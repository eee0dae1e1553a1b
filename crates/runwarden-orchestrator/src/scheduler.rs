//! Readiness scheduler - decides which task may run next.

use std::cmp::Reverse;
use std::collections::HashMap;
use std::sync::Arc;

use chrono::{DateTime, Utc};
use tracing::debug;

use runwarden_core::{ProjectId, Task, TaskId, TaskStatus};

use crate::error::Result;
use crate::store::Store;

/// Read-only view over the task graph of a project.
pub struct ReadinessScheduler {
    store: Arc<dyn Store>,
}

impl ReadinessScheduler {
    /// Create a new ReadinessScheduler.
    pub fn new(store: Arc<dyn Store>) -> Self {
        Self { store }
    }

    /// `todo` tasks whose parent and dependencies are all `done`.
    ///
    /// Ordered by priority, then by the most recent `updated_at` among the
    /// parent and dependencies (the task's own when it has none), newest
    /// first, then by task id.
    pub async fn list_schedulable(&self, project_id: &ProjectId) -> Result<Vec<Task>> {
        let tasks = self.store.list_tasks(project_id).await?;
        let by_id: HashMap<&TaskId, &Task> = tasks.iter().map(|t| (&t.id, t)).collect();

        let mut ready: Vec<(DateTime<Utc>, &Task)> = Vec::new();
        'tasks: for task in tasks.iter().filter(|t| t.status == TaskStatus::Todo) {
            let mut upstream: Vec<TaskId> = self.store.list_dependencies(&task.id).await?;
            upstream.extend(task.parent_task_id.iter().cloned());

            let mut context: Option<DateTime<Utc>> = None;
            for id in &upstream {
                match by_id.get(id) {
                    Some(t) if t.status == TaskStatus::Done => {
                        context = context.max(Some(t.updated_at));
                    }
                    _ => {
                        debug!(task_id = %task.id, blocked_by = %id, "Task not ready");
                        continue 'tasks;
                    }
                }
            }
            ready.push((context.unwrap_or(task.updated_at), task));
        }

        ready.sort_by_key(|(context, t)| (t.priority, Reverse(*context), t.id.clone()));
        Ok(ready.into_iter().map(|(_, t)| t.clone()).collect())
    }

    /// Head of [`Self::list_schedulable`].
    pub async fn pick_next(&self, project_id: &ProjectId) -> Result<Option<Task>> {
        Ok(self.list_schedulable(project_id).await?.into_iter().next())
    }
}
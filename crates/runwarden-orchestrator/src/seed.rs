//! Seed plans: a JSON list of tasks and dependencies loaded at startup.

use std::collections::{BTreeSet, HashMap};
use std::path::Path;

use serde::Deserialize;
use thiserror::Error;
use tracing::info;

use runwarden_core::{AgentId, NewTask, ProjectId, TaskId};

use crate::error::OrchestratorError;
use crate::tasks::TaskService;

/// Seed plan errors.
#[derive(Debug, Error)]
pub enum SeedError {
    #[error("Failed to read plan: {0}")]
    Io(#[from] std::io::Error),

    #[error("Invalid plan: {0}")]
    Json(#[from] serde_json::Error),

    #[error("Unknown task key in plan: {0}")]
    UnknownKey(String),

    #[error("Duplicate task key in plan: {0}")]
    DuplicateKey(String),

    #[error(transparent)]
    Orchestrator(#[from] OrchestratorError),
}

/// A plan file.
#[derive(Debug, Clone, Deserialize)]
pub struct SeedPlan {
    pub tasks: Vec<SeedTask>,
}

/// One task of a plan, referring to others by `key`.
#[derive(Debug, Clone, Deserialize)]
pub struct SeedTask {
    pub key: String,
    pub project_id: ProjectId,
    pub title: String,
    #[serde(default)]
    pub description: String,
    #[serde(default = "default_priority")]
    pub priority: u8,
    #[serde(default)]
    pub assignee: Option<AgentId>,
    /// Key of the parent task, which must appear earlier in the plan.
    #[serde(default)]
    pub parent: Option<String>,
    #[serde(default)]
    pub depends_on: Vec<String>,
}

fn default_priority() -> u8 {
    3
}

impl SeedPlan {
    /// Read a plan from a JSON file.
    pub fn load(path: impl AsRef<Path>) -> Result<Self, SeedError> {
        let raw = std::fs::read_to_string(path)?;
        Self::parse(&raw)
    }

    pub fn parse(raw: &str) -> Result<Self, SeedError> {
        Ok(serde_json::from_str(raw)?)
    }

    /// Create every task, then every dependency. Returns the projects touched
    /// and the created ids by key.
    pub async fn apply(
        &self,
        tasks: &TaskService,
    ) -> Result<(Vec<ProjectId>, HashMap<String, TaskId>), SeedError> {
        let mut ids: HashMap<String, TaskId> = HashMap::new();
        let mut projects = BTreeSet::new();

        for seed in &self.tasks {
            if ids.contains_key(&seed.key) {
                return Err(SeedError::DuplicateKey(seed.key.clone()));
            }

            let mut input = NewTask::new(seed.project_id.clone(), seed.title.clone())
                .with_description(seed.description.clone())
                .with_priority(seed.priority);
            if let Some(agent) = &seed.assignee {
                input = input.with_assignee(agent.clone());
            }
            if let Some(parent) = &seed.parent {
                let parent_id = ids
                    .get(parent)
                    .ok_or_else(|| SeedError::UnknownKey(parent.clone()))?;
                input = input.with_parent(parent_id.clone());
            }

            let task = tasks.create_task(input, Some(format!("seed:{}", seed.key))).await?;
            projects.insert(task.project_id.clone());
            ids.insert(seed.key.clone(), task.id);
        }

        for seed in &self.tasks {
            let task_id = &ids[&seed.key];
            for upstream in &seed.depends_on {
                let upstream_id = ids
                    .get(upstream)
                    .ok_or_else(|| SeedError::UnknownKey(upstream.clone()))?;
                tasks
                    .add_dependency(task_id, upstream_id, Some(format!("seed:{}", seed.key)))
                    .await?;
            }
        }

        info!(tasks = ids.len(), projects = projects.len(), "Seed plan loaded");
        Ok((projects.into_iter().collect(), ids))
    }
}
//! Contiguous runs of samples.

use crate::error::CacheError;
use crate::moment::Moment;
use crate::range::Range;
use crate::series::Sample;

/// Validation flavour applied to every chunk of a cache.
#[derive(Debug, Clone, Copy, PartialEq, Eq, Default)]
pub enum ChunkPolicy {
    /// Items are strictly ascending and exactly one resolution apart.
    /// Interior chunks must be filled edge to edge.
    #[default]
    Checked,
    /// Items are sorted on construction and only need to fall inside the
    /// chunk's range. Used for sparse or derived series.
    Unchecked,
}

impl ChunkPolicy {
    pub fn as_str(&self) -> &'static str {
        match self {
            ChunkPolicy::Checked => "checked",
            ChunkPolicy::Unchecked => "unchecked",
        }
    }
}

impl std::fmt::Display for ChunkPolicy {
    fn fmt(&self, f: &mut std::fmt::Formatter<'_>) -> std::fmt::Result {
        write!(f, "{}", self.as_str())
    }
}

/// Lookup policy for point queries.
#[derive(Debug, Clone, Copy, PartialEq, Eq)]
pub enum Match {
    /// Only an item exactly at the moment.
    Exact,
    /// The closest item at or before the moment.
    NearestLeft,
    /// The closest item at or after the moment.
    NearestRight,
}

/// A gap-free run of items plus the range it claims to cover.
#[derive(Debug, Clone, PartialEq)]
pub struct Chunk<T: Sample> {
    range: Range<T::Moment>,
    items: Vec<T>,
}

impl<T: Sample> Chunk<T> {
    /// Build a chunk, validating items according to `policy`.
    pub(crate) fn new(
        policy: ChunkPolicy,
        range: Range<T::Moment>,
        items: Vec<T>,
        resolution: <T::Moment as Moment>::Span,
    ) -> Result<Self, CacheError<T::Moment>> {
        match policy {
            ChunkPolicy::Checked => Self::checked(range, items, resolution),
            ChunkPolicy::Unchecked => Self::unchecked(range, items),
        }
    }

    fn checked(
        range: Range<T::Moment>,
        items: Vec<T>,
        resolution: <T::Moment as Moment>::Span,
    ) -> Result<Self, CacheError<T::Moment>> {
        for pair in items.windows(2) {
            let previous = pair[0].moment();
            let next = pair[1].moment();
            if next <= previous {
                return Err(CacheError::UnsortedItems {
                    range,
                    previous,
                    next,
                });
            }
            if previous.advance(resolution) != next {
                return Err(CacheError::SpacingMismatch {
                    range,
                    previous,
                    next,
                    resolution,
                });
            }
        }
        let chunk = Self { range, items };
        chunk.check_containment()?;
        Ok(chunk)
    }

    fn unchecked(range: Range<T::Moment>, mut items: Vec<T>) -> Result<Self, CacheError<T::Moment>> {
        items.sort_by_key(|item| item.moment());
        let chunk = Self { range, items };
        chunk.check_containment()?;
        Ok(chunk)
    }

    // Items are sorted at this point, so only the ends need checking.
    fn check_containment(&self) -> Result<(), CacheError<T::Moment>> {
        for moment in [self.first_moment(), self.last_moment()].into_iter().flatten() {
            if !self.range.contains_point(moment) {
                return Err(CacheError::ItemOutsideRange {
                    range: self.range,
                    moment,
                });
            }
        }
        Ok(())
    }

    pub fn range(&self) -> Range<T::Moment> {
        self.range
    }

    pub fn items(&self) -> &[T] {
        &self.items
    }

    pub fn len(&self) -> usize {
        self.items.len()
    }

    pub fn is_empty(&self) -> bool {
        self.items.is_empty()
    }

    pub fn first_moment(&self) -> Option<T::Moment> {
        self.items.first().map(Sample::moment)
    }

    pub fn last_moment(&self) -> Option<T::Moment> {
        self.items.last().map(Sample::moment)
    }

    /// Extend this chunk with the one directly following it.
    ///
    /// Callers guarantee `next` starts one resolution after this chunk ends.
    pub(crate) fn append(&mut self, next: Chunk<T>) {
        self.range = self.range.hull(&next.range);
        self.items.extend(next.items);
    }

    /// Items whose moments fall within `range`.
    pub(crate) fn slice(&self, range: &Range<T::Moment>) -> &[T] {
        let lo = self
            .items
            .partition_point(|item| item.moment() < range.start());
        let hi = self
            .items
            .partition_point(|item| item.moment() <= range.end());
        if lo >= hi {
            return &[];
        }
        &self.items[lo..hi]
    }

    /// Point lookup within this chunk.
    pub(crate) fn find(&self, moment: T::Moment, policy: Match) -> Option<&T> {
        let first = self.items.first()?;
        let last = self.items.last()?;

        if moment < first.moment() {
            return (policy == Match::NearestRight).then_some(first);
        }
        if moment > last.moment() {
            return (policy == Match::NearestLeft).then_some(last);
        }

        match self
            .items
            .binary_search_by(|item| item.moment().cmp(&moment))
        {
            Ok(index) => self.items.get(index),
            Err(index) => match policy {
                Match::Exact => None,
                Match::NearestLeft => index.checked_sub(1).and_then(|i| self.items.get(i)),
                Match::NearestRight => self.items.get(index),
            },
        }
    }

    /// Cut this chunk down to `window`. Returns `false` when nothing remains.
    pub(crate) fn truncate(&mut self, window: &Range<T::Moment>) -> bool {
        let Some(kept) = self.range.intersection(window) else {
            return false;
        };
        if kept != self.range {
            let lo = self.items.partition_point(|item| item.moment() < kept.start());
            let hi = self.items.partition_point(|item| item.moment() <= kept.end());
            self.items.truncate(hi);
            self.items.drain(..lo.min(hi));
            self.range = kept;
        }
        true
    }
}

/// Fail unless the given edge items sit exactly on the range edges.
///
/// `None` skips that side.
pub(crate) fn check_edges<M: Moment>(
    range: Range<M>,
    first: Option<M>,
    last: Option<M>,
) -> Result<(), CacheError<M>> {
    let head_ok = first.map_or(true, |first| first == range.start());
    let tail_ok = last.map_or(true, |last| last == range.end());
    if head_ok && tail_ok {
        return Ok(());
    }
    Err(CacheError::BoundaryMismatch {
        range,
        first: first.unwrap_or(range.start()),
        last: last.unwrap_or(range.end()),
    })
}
◇ ◇ ◇ ◇ ◇ ◇ ◇
* _GOAL OF THE EXERCISE_: Reproduce only the lines above spanning from the line containing "pub fn items(&self)" through the line containing "self.items.last().map(Sample::moment)", word for word.

* _REPLY TO THE EXERCISE_:
    pub fn items(&self) -> &[T] {
        &self.items
    }

    pub fn len(&self) -> usize {
        self.items.len()
    }

    pub fn is_empty(&self) -> bool {
        self.items.is_empty()
    }

    pub fn first_moment(&self) -> Option<T::Moment> {
        self.items.first().map(Sample::moment)
    }

    pub fn last_moment(&self) -> Option<T::Moment> {
        self.items.last().map(Sample::moment)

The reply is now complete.